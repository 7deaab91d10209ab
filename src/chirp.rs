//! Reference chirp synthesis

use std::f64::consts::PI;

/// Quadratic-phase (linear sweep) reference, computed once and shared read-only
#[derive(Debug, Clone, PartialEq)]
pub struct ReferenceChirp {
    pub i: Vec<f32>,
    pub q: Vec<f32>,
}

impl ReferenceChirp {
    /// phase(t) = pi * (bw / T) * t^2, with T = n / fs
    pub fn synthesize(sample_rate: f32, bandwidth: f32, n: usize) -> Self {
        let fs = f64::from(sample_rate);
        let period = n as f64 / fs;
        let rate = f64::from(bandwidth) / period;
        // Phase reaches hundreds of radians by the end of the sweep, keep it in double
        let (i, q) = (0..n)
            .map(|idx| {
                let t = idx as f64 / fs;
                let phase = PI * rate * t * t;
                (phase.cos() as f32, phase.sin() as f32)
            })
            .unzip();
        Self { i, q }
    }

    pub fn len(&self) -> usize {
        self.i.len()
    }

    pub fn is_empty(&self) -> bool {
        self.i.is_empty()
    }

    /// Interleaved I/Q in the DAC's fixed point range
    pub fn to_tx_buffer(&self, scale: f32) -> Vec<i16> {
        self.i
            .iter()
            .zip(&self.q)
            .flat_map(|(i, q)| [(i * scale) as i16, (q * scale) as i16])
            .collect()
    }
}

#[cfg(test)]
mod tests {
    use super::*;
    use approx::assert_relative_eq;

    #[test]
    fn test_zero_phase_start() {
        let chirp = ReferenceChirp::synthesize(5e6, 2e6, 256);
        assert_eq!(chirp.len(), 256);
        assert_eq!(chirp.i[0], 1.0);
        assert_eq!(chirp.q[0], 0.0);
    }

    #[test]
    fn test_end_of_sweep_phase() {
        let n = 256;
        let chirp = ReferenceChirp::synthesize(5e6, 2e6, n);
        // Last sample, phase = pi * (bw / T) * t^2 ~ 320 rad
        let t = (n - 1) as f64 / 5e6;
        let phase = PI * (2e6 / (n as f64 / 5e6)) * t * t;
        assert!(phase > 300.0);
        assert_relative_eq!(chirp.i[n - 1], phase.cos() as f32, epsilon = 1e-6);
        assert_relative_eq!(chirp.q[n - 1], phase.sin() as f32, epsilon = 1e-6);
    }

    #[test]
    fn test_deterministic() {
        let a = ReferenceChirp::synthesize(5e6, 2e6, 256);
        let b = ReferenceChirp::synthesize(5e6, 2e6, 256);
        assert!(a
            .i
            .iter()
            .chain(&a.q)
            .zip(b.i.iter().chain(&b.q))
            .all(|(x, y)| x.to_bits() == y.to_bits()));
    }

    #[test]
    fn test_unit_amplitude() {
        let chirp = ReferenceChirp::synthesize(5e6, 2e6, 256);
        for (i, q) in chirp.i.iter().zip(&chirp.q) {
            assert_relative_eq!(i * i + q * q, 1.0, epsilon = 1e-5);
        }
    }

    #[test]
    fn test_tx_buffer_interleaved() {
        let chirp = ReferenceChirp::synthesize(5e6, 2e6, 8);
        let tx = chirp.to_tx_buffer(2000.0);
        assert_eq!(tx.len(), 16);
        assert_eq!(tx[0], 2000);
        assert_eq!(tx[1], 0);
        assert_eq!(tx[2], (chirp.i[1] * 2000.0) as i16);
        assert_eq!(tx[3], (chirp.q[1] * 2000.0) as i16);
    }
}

◆ ◆ ◆ ◆

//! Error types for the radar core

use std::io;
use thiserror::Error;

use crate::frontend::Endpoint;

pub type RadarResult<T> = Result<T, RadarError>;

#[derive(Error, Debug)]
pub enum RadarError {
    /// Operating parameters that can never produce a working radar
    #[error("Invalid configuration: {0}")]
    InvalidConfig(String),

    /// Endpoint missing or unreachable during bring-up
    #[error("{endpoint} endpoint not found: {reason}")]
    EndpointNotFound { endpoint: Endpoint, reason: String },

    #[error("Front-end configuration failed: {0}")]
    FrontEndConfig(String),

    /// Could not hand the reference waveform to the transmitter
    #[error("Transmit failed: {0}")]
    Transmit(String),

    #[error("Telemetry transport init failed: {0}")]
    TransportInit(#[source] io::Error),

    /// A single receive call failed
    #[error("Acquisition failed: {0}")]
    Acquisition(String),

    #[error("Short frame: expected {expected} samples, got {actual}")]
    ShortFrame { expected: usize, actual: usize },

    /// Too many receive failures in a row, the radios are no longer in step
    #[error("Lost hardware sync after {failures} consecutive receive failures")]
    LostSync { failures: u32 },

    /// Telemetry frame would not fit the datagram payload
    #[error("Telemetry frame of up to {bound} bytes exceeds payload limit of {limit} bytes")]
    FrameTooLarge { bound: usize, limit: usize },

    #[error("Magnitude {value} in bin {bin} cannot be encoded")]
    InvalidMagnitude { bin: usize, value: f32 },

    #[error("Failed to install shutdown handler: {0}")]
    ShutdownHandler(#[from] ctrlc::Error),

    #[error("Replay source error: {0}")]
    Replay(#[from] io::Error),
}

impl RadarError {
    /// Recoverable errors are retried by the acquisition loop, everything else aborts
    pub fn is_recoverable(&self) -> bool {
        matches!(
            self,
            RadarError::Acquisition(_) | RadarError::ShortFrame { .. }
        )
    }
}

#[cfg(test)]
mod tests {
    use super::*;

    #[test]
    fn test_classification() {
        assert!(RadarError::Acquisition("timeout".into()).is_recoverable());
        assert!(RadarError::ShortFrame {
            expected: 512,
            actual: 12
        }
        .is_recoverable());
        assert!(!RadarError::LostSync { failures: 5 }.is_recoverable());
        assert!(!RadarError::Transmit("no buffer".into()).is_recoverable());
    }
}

◆ ◆ ◆ ◆

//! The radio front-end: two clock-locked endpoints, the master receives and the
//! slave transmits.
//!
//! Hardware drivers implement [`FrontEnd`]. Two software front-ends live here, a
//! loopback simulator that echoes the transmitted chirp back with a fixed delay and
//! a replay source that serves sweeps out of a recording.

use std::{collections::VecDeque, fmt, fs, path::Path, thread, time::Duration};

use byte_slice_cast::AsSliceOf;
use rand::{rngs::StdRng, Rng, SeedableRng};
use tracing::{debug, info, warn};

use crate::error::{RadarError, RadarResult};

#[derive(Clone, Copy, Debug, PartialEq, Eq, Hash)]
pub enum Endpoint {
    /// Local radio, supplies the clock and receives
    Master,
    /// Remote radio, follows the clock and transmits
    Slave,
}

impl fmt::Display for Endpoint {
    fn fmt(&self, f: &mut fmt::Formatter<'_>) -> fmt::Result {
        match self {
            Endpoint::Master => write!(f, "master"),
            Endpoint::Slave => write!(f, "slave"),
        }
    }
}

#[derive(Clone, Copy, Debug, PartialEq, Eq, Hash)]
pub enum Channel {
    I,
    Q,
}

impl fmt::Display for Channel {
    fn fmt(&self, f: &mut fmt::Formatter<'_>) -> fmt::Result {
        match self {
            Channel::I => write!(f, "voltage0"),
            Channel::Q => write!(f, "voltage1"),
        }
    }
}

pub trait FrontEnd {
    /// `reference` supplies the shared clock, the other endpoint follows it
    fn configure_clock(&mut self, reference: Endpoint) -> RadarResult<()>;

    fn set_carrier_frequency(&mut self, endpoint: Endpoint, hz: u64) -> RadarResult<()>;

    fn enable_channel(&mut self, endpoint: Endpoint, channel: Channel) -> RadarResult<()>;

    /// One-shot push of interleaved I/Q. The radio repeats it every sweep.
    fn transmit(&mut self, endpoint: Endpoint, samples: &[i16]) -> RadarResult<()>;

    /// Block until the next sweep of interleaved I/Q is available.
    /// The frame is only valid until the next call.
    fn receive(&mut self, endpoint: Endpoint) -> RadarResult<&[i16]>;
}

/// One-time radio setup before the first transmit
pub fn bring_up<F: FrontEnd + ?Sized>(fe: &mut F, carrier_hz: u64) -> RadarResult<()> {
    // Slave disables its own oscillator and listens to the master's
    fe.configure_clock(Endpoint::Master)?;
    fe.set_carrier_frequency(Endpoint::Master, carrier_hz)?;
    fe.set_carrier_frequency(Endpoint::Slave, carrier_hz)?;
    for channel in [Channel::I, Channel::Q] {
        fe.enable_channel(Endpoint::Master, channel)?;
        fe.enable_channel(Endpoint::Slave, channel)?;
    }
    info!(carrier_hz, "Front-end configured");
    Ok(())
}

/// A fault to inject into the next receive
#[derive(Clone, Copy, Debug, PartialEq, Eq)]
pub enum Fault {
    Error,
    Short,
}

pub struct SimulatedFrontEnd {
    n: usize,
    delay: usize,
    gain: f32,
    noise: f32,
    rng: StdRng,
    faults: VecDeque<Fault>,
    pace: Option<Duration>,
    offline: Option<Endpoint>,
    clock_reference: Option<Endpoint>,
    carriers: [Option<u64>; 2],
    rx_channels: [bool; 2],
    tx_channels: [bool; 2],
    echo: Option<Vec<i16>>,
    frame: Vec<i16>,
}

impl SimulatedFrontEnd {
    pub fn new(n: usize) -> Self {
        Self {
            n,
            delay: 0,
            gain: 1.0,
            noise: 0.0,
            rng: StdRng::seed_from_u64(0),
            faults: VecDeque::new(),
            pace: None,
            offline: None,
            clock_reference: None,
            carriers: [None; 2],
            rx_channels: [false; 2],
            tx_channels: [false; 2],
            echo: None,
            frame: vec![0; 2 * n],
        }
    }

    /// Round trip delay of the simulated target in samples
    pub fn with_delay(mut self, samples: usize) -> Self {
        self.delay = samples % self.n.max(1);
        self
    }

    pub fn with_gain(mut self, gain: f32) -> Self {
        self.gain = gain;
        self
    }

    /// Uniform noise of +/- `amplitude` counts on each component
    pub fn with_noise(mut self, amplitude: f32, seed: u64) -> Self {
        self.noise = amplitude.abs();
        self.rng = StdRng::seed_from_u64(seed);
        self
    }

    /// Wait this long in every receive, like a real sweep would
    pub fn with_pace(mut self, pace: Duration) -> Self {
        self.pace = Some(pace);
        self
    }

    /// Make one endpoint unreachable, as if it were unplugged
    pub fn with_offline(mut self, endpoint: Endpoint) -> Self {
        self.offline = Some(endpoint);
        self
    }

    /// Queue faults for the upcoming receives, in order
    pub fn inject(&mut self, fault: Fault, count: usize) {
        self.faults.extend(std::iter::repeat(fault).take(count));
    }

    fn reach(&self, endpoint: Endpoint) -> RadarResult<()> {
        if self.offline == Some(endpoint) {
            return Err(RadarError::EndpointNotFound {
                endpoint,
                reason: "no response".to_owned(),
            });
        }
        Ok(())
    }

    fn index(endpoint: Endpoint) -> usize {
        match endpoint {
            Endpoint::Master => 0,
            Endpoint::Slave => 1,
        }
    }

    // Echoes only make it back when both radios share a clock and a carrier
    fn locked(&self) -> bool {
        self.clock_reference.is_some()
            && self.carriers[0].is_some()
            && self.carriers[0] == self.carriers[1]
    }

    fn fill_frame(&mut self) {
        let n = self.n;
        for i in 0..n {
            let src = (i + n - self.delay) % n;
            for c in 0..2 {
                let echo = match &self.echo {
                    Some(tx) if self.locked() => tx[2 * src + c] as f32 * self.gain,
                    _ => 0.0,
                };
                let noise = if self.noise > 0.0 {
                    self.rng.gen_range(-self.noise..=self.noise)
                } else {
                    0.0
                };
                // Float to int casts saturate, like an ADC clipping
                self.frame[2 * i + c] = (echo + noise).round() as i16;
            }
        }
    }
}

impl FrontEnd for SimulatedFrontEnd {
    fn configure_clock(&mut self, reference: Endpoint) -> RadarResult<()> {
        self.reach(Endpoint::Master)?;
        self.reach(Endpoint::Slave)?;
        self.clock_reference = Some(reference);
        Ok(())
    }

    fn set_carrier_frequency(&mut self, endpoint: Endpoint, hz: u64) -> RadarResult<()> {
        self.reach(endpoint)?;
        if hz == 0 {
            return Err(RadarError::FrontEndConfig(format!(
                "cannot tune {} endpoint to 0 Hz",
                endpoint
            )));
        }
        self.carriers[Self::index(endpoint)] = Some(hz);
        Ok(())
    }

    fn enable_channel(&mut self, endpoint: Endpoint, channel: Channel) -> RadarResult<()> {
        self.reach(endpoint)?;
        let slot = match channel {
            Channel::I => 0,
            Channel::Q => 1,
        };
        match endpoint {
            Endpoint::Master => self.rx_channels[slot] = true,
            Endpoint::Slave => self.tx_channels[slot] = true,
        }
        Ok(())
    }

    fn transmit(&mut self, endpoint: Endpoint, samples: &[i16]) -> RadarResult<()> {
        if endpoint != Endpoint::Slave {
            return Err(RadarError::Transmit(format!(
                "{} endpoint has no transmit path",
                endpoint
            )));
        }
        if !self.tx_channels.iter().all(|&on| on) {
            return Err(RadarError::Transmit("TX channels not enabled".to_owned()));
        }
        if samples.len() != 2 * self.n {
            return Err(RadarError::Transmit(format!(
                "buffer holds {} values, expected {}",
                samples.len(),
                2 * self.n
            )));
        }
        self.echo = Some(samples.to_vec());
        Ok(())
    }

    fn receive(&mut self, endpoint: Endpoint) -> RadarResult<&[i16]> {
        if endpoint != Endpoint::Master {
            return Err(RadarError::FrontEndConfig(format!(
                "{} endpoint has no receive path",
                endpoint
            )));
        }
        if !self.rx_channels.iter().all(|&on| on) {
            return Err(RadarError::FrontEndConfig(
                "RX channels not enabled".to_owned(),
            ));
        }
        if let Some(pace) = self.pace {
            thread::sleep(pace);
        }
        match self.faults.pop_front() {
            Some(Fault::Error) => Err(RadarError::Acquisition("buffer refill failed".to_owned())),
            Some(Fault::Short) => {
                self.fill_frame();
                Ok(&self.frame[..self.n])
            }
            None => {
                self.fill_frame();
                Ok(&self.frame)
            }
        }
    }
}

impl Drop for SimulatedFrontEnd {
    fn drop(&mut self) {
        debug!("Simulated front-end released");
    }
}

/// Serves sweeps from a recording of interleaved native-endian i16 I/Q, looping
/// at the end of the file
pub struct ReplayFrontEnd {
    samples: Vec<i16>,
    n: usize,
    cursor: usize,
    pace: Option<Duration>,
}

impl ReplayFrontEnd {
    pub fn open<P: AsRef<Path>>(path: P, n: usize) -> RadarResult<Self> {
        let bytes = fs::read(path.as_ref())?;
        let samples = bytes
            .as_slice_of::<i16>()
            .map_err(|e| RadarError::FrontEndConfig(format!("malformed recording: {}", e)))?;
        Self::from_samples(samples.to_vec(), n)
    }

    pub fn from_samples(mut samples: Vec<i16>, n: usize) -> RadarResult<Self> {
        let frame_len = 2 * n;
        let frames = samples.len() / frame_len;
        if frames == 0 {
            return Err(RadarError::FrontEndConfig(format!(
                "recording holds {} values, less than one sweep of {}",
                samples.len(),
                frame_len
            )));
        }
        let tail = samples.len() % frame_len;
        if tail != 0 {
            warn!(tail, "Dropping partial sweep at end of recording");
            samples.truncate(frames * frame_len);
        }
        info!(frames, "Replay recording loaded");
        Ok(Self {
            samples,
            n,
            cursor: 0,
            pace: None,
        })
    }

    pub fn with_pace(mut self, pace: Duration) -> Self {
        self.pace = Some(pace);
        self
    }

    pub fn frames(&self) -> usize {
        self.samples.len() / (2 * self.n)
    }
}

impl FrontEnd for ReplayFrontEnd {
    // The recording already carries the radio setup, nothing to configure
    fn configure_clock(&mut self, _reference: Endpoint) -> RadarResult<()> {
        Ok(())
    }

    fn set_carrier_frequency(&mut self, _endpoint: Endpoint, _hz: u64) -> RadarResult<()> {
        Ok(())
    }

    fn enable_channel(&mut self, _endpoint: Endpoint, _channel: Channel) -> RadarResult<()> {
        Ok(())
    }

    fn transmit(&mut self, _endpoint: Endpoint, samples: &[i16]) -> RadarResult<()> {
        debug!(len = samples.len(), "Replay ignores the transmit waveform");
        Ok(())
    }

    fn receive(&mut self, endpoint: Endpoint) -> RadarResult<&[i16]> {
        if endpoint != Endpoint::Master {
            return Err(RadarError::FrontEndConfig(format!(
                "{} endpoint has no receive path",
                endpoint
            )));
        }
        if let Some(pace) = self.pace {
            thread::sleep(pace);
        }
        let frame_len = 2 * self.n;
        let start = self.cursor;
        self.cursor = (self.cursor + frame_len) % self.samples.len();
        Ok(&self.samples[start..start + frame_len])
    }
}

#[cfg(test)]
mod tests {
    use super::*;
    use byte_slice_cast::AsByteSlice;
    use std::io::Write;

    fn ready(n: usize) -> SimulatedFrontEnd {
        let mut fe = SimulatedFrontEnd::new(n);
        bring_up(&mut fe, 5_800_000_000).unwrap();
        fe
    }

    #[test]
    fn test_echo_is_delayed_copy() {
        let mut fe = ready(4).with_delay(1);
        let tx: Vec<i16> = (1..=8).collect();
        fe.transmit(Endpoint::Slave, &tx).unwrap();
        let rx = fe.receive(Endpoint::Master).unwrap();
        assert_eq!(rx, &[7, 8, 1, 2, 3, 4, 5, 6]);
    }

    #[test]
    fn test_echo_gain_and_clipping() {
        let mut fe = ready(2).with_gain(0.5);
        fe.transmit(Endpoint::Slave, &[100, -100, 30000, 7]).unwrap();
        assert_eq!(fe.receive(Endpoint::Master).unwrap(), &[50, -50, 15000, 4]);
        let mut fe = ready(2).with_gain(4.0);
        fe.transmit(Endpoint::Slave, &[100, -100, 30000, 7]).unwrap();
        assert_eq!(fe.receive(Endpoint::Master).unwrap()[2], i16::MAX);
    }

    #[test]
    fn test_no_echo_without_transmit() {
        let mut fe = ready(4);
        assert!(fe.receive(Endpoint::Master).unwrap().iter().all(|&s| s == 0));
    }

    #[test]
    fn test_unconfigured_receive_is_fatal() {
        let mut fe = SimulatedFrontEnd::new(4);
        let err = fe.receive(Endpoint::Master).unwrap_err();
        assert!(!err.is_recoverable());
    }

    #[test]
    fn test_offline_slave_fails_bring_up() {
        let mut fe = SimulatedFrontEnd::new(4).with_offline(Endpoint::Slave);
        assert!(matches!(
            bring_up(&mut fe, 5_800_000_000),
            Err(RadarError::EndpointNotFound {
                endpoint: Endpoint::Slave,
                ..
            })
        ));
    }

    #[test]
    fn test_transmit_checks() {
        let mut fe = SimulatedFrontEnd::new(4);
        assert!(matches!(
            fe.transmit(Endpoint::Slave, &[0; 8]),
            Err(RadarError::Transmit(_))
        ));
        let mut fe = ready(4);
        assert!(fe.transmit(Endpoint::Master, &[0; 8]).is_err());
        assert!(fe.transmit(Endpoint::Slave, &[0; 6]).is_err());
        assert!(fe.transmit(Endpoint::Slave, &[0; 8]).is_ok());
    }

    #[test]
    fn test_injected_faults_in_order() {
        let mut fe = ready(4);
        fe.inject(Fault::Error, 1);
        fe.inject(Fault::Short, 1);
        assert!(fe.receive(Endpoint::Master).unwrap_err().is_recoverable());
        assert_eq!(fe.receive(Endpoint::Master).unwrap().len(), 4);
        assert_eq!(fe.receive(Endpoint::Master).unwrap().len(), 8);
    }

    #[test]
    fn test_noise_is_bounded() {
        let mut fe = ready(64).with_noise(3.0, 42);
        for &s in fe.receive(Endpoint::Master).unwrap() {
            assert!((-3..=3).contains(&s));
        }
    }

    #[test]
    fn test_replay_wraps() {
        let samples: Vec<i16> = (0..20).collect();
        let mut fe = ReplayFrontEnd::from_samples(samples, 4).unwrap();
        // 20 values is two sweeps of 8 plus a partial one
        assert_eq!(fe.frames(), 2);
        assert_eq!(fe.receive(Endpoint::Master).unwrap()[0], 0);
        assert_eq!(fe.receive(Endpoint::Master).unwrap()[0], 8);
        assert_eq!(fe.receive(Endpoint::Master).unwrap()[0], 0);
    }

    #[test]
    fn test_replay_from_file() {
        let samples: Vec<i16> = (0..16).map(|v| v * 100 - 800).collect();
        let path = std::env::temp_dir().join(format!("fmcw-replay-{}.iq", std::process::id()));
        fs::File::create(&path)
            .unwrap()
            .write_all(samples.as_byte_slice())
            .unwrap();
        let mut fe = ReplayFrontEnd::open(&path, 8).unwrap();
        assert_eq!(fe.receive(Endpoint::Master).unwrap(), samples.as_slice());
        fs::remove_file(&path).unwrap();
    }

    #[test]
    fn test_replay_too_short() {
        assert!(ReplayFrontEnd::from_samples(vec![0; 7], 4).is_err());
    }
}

◆ ◆ ◆ ◆

▶ INSTRUCTIONS FOR THE TASK
The response should hold exactly the lines starting at the line with "longer in step" and ending at the line with "usize, value: f32", and no other line of the material above.

▶ WRITTEN ANSWER
    /// Too many receive failures in a row, the radios are no longer in step
    #[error("Lost hardware sync after {failures} consecutive receive failures")]
    LostSync { failures: u32 },

    /// Telemetry frame would not fit the datagram payload
    #[error("Telemetry frame of up to {bound} bytes exceeds payload limit of {limit} bytes")]
    FrameTooLarge { bound: usize, limit: usize },

    #[error("Magnitude {value} in bin {bin} cannot be encoded")]
    InvalidMagnitude { bin: usize, value: f32 },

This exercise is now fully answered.